__INSTRUCTIONS FOR THE TASK__. Report how many lines of the entries below contain the word "MalformedSample", and nothing more.

[Collected data entries]
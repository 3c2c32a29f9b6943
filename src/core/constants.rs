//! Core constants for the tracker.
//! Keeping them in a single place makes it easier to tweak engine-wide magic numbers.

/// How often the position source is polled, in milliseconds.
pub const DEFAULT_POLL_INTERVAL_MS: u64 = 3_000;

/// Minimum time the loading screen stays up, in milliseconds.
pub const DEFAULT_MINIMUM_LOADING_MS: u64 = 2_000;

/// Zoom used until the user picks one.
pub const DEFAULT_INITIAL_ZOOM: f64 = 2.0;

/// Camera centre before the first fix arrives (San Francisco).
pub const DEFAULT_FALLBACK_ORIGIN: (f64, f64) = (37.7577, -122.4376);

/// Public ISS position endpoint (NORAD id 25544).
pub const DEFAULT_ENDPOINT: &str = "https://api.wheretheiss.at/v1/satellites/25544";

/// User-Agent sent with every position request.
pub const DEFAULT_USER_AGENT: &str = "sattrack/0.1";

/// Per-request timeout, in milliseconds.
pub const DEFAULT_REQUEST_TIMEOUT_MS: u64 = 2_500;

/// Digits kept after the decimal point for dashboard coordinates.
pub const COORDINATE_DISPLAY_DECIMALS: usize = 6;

---

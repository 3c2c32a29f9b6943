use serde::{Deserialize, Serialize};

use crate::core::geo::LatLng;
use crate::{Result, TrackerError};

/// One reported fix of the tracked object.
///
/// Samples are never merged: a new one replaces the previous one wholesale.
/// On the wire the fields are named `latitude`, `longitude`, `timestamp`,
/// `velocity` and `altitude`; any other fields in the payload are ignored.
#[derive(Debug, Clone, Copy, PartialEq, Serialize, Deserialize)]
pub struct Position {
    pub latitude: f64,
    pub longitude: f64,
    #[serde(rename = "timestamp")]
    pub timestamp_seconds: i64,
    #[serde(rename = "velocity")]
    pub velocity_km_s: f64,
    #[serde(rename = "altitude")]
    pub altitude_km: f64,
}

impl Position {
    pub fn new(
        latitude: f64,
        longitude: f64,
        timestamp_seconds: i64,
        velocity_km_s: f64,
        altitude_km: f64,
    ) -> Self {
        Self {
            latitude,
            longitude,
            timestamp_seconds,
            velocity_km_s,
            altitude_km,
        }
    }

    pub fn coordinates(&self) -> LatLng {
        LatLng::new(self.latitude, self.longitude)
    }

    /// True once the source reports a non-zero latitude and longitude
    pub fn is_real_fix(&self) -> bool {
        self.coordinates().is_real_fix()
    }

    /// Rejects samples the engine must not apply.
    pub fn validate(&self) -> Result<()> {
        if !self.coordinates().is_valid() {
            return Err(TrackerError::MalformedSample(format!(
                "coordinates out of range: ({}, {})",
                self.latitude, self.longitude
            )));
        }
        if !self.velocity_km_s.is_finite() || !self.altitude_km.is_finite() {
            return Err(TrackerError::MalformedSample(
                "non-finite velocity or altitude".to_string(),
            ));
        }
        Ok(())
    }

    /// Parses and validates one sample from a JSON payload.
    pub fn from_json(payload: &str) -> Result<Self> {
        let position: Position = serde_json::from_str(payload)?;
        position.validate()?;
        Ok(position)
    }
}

__ANSWER SECTION__. 2